In [3]:
import pandas as pd
import numpy as np

In [4]:
import os
import sys

src_dir = os.path.join(os.getcwd(), os.pardir, 'src')
sys.path.append(src_dir)

In [5]:
from keras.utils import to_categorical
from keras.preprocessing.text import Tokenizer
from keras.preprocessing.sequence import pad_sequences
from keras.layers import Dense, Input, Flatten, MaxPooling2D, Conv2D, Reshape, concatenate,\
Embedding, BatchNormalization, Activation, Dropout, Bidirectional, LSTM
from keras.models import Model
from keras.optimizers import Adam
from keras.callbacks import ReduceLROnPlateau, EarlyStopping, ModelCheckpoint
import tensorflow as tf
from Attention import *

  from ._conv import register_converters as _register_converters
Using TensorFlow backend.
  return f(*args, **kwds)


In [6]:
data = pd.read_csv('../data/train.csv')

In [7]:
data.head()

Unnamed: 0,id,comment_text,toxic,severe_toxic,obscene,threat,insult,identity_hate
0,0000997932d777bf,Explanation\nWhy the edits made under my usern...,0,0,0,0,0,0
1,000103f0d9cfb60f,D'aww! He matches this background colour I'm s...,0,0,0,0,0,0
2,000113f07ec002fd,"Hey man, I'm really not trying to edit war. It...",0,0,0,0,0,0
3,0001b41b1c6bb37e,"""\nMore\nI can't make any real suggestions on ...",0,0,0,0,0,0
4,0001d958c54c6e35,"You, sir, are my hero.

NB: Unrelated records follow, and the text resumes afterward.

impl SyncQueueProcessor {
    pub fn builder(store: Arc<dyn SyncQueueStore>, sink: Arc<dyn EventSink>) -> SyncQueueProcessorBuilder {
        SyncQueueProcessorBuilder {
            store,
            sink,
            config: ProcessorConfig::default(),
            targets: Vec::new(),
        }
    }

    pub fn config(&self) -> &ProcessorConfig {
        &self.shared.config
    }

    pub fn store(&self) -> &Arc<dyn SyncQueueStore> {
        &self.shared.store
    }

    /// Names of the configured targets, sorted.
    pub fn target_names(&self) -> Vec<String> {
        let mut names: Vec<String> = self.shared.targets.keys().cloned().collect();
        names.sort();
        names
    }

    /// Enqueue one item per price change per configured target.
    pub async fn enqueue_changes(
        &self,
        changes: &[PriceChange],
    ) -> Result<Vec<SyncItemId>, SyncStoreError> {
        let now = Utc::now();
        let mut ids = Vec::with_capacity(changes.len() * self.shared.targets.len());
        for change in changes {
            for target in self.target_names() {
                let item = PriceSyncQueueItem::from_change(change, target.clone(), now);
                let id = self.shared.store.enqueue(item).await?;
                self.shared.sink.emit(EngineEvent::SyncItemEnqueued {
                    store_id: change.store_id,
                    item_id: id,
                    target,
                    at: now,
                });
                ids.push(id);
            }
        }
        Ok(ids)
    }

    /// Manual retry of a failed item (either error kind) while attempts remain.
    pub async fn retry_item(
        &self,
        store_id: StoreId,
        id: SyncItemId,
    ) -> Result<PriceSyncQueueItem, SyncStoreError> {
        let item = self
            .shared
            .store
            .retry_item(store_id, id, self.shared.config.max_attempts)
            .await?;
        info!(store = %store_id, item_id = %id, attempts = item.attempts, "sync item manually requeued");
        self.shared.emit_transition(&item, SyncStatus::Failed);
        Ok(item)
    }

    pub async fn stats(&self, store_id: StoreId) -> Result<SyncQueueStats, SyncStoreError> {
        self.shared
            .store
            .stats(store_id, self.shared.config.max_attempts)
            .await
    }

    /// Process up to `max_batch` items of `store_id`.
    ///
    /// One item's failure never aborts the batch; both counts are always returned. Only a
    /// failure of the queue store itself (claiming) ends the batch early with an error,
    /// after the items already claimed have finished.
    pub async fn process_queue(
        &self,
        store_id: StoreId,
        max_batch: usize,
        cancel: &CancellationToken,
    ) -> Result<BatchOutcome, SyncStoreError> {
        let shared = &self.shared;
        let max_attempts = shared.config.max_attempts;

        for item in shared
            .store
            .expire_stale(store_id, shared.stale_before(Utc::now()), max_attempts)
            .await?
        {
            warn!(store = %store_id, item_id = %item.id, attempts = item.attempts, "stale sync claim expired with no attempts left");
            shared.emit_transition(&item, SyncStatus::Syncing);
        }

        if shared.config.requeue_transient {
            for item in shared
                .store
                .requeue_failed(store_id, max_attempts)
                .await?
            {
                debug!(store = %store_id, item_id = %item.id, "transient failure requeued");
                shared.emit_transition(&item, SyncStatus::Failed);
            }
        }

        let global = Arc::new(Semaphore::new(shared.config.max_concurrency.max(1)));
        let mut tasks: JoinSet<bool> = JoinSet::new();
        let mut claim_error = None;
        let mut claimed = 0usize;

        while claimed < max_batch {
            let permit = tokio::select! {
                biased;
                _ = cancel.cancelled() => break,
                p = global.clone().acquire_owned() => p,
            };
            let Ok(permit) = permit else { break };

            let now = Utc::now();
            let claim = match shared
                .store
                .claim_next(store_id, shared.stale_before(now), max_attempts, now)
                .await
            {
                Ok(Some(claim)) => claim,
                Ok(None) => break,
                Err(e) => {
                    warn!(store = %store_id, error = %e, "failed to claim sync item");
                    claim_error = Some(e);
                    break;
                }
            };
            claimed += 1;
            if claim.previous == SyncStatus::Syncing {
                info!(store = %store_id, item_id = %claim.item.id, attempt = claim.item.attempts, "reclaimed stale sync item");
            }
            shared.emit_transition(&claim.item, claim.previous);
            let item = claim.item;

            let shared = Arc::clone(&self.shared);
            tasks.spawn(async move {
                let ok = shared.deliver(item).await;
                drop(permit);
                ok
            });
        }

        let mut outcome = BatchOutcome::default();
        while let Some(joined) = tasks.join_next().await {
            match joined {
                Ok(true) => outcome.processed += 1,
                Ok(false) => outcome.failed += 1,
                Err(e) => {
                    // The item stays `syncing` and is reclaimed once stale.
                    warn!(store = %store_id, error = %e, "sync delivery task aborted");
                    outcome.failed += 1;
                }
            }
        }

        info!(
            store = %store_id,
            processed = outcome.processed,
            failed = outcome.failed,
            cancelled = cancel.is_cancelled(),
            "sync batch finished"
        );

        match claim_error {
            Some(e) => Err(e),
            None => Ok(outcome),
        }
    }
}

impl Shared {
    fn stale_before(&self, now: chrono::DateTime<Utc>) -> chrono::DateTime<Utc> {
        now - chrono::Duration::from_std(self.config.stale_after)
            .unwrap_or(chrono::Duration::minutes(5))
    }

    fn emit_transition(&self, item: &PriceSyncQueueItem, from: SyncStatus) {
        self.sink.emit(EngineEvent::SyncItemTransitioned {
            store_id: item.store_id,
            item_id: item.id,
            target: item.target.clone(),
            from,
            to: item.status,
            error_message: item.error_message.clone(),
            at: Utc::now(),
        });
    }

    async fn call_target(&self, item: &PriceSyncQueueItem) -> Result<(), TargetError> {
        let Some(slot) = self.targets.get(&item.target) else {
            return Err(TargetError::Permanent(format!(
                "unknown sync target '{}'",
                item.target
            )));
        };

        let _permit = slot
            .permits
            .acquire()
            .await
            .map_err(|_| TargetError::Transient("target limiter closed".to_string()))?;

        let update = PriceUpdate::from(item);
        let timeout = self.config.target_timeout;
        match tokio::time::timeout(timeout, slot.target.push(&update)).await {
            Ok(result) => result,
            Err(_) => Err(TargetError::Transient(format!(
                "request timed out after {}s",
                timeout.as_secs()
            ))),
        }
    }

    /// Deliver one claimed item and record the outcome. Returns `true` on success.
    async fn deliver(&self, item: PriceSyncQueueItem) -> bool {
        let result = self.call_target(&item).await;
        let now = Utc::now();

        let recorded = match &result {
            Ok(()) => {
                self.store
                    .complete(item.store_id, item.id, item.attempts, now)
                    .await
            }
            Err(e) => {
                warn!(
                    store = %item.store_id,
                    item_id = %item.id,
                    target = %item.target,
                    attempt = item.attempts,
                    kind = e.kind().as_str(),
                    error = %e,
                    "price sync failed"
                );
                self.store
                    .fail(item.store_id, item.id, item.attempts, e.kind(), e.message())
                    .await
            }
        };

        match recorded {
            Ok(updated) => {
                self.emit_transition(&updated, SyncStatus::Syncing);
                result.is_ok()
            }
            Err(e) => {
                warn!(store = %item.store_id, item_id = %item.id, error = %e, "failed to record sync outcome");
                false
            }
        }
    }
}
use std::sync::Arc;

use axum::{
    extract::{Extension, Path},
    http::StatusCode,
    response::IntoResponse,
    routing::post,
    Json, Router,
};

use shelflife_infra::automation::StageSet;

use crate::app::routes::common::parse_store_id;
use crate::app::services::AppServices;

pub fn router() -> Router {
    Router::new()
        .route("/automation/run", post(run_automation))
        .route("/automation/trigger", post(trigger_automation))
}

/// Run every stage now and return the report.
pub async fn run_automation(
    Extension(services): Extension<Arc<AppServices>>,
    Path(store_id): Path<String>,
) -> axum::response::Response {
    let store_id = match parse_store_id(&store_id) {
        Ok(id) => id,
        Err(resp) => return resp,
    };

    let report = services
        .engine()
        .run_once(store_id, StageSet::ALL, services.shutdown_token())
        .await;

    (StatusCode::OK, Json(report)).into_response()
}

/// Ask the store's background runner for a run; returns immediately.
pub async fn trigger_automation(
    Extension(services): Extension<Arc<AppServices>>,
    Path(store_id): Path<String>,
) -> axum::response::Response {
    let store_id = match parse_store_id(&store_id) {
        Ok(id) => id,
        Err(resp) => return resp,
    };

    services.trigger(store_id);
    (
        StatusCode::ACCEPTED,
        Json(serde_json::json!({ "store_id": store_id.to_string(), "triggered": true })),
    )
        .into_response()
}
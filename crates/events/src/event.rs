use chrono::{DateTime, Utc};

use shelflife_core::StoreId;

/// A notification emitted by the engine.
///
/// Notifications are:
/// - **immutable** facts about something that already happened
/// - **store-scoped** so subscribers can filter without decoding the payload
/// - **versioned** for schema evolution of consumers
pub trait Event: Clone + core::fmt::Debug + Send + Sync + 'static {
    /// Stable event name (e.g. "sync.item.transitioned").
    fn event_type(&self) -> &'static str;

    /// Schema version for this event type.
    fn version(&self) -> u32 {
        1
    }

    /// Store the event belongs to.
    fn store_id(&self) -> StoreId;

    /// When the event occurred.
    fn occurred_at(&self) -> DateTime<Utc>;
}
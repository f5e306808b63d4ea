//! Feeds from the inventory and sales subsystems.

use std::sync::Arc;

use axum::{
    extract::{Extension, Path},
    http::StatusCode,
    response::IntoResponse,
    routing::{get, post},
    Json, Router,
};

use shelflife_catalog::LineItem;
use shelflife_infra::repository::ProductRepository;

use crate::app::dto::{AcceptedResponse, ProductInput};
use crate::app::errors;
use crate::app::routes::common::parse_store_id;
use crate::app::services::AppServices;

pub fn router() -> Router {
    Router::new()
        .route("/products", get(list_products).put(upsert_products))
        .route("/orders", post(append_order_lines))
}

pub async fn list_products(
    Extension(services): Extension<Arc<AppServices>>,
    Path(store_id): Path<String>,
) -> axum::response::Response {
    let store_id = match parse_store_id(&store_id) {
        Ok(id) => id,
        Err(resp) => return resp,
    };

    match services.products().list_products(store_id).await {
        Ok(products) => (StatusCode::OK, Json(products)).into_response(),
        Err(e) => errors::repository_error_to_response(e),
    }
}

/// Replace product snapshots; the whole batch is validated before anything is written.
pub async fn upsert_products(
    Extension(services): Extension<Arc<AppServices>>,
    Path(store_id): Path<String>,
    Json(body): Json<Vec<ProductInput>>,
) -> axum::response::Response {
    let store_id = match parse_store_id(&store_id) {
        Ok(id) => id,
        Err(resp) => return resp,
    };

    let products: Vec<_> = body.into_iter().map(|p| p.into_product(store_id)).collect();
    if let Some(err) = products.iter().find_map(|p| p.validate().err()) {
        return errors::json_error(StatusCode::BAD_REQUEST, "validation_error", err.to_string());
    }

    let accepted = products.len();
    for product in products {
        if let Err(e) = services.products().insert(product) {
            return errors::repository_error_to_response(e);
        }
    }
    (StatusCode::OK, Json(AcceptedResponse { accepted })).into_response()
}

pub async fn append_order_lines(
    Extension(services): Extension<Arc<AppServices>>,
    Path(store_id): Path<String>,
    Json(body): Json<Vec<LineItem>>,
) -> axum::response::Response {
    let store_id = match parse_store_id(&store_id) {
        Ok(id) => id,
        Err(resp) => return resp,
    };

    let accepted = body.len();
    match services.orders().extend(store_id, body) {
        Ok(()) => (StatusCode::OK, Json(AcceptedResponse { accepted })).into_response(),
        Err(e) => errors::repository_error_to_response(e),
    }
}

Any chance you remember...",0,0,0,0,0,0


In [8]:
classes = data.columns[2:].values

In [9]:
train_comments = data['comment_text'].fillna('UNK')

In [10]:
MAX_NB_WORDS = 200000
EMBEDDING_DIM = 200
MAX_SEQUENCE_LENGTH = 150

In [11]:
tokenizer = Tokenizer(num_words = MAX_NB_WORDS)
tokenizer.fit_on_texts(train_comments)

In [12]:
train_sequences = tokenizer.texts_to_sequences(train_comments)
X_train = pad_sequences(train_sequences, maxlen = MAX_SEQUENCE_LENGTH)

In [13]:
y_train = data[classes].values

In [14]:
word_index = tokenizer.word_index
print('Found %s unique tokens.' % len(word_index))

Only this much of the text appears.